Un ejemplo de esa sabiduría es la práctica del ritual de la quema en Australia, que incinera la madera muerta y permite un nuevo crecimiento, necesario para el renacimiento cíclico de la tierra, como un ave fénix que resurge de sus cenizas. Esta práctica, que no se limita a la tierra, también es simbólicamente necesaria para nosotros como individuos y para la humanidad.

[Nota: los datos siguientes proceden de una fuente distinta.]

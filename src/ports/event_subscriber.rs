//! EventSubscriber port - Interface for reacting to domain events.

use async_trait::async_trait;
use std::sync::Arc;

use crate::domain::foundation::{DomainError, EventEnvelope};

/// Handler for processing domain events.
///
/// Handlers should be idempotent; the same envelope may arrive twice.
///
/// ```ignore
/// struct UnblockNotifier;
///
/// #[async_trait]
/// impl EventHandler for UnblockNotifier {
///     async fn handle(&self, event: EventEnvelope) -> Result<(), DomainError> {
///         let published: DecisionPublishedEvent = event.payload_as()?;
///         // notify the drivers of published.unblocked_decision_ids
///         Ok(())
///     }
///
///     fn name(&self) -> &'static str {
///         "UnblockNotifier"
///     }
/// }
/// ```
#[async_trait]
pub trait EventHandler: Send + Sync {
    async fn handle(&self, event: EventEnvelope) -> Result<(), DomainError>;

    /// Handler name for logging.
    fn name(&self) -> &'static str;
}

/// Port for subscribing to domain events by type.
pub trait EventSubscriber: Send + Sync {
    /// Invoke `handler` for every event of `event_type`.
    fn subscribe(&self, event_type: &str, handler: Arc<dyn EventHandler>);

    /// Invoke the same `handler` for each of `event_types`.
    fn subscribe_all(&self, event_types: &[&str], handler: Arc<dyn EventHandler>);
}

/// Combined publishing and subscribing.
pub trait EventBus: super::EventPublisher + EventSubscriber {}

impl<T: super::EventPublisher + EventSubscriber> EventBus for T {}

Para permitir que nuestros ojos internos vean, cada uno de nosotros puede quemar un poco el ego. Nuestros egos, que provienen de nuestra conciencia de nosotros mismos y de la percepción de la acumulación de conocimientos, pueden formar los velos oscuros de las nubes de tormenta, impidiendo que la luz de Dios brille en los árboles de nuestros corazones. Los egos humanos inflados aumentan nuestro sentido de autoimportancia, cegándonos ante la importancia de los demás. El Guardián de la Fe bahá’í, Shoghi Effendi, escribió: «La vida es una lucha constante, no sólo contra las fuerzas que nos rodean, sino sobre todo contra nuestro propio ego».

Sin luz, un árbol no puede crecer. Las nubes del ego no producen las aguas vivas necesarias para sostenernos. Sin luz, nuestro árbol se repliega a su núcleo absoluto, tratando de mantener algún mínimo de las aguas vivas que quedan en nuestro interior. Pero cuando el fuego ha purgado la madera muerta de nuestro ego, llegan las lluvias y brilla la luz. Nuestras almas se nutren de las aguas vivas de Dios, dando lugar a una nueva vida. La luz proporciona energía y dirección, asegurando que nuestras almas se muevan en la dirección correcta, hacia la virtud, hacia la iluminación y hacia el crecimiento espiritual.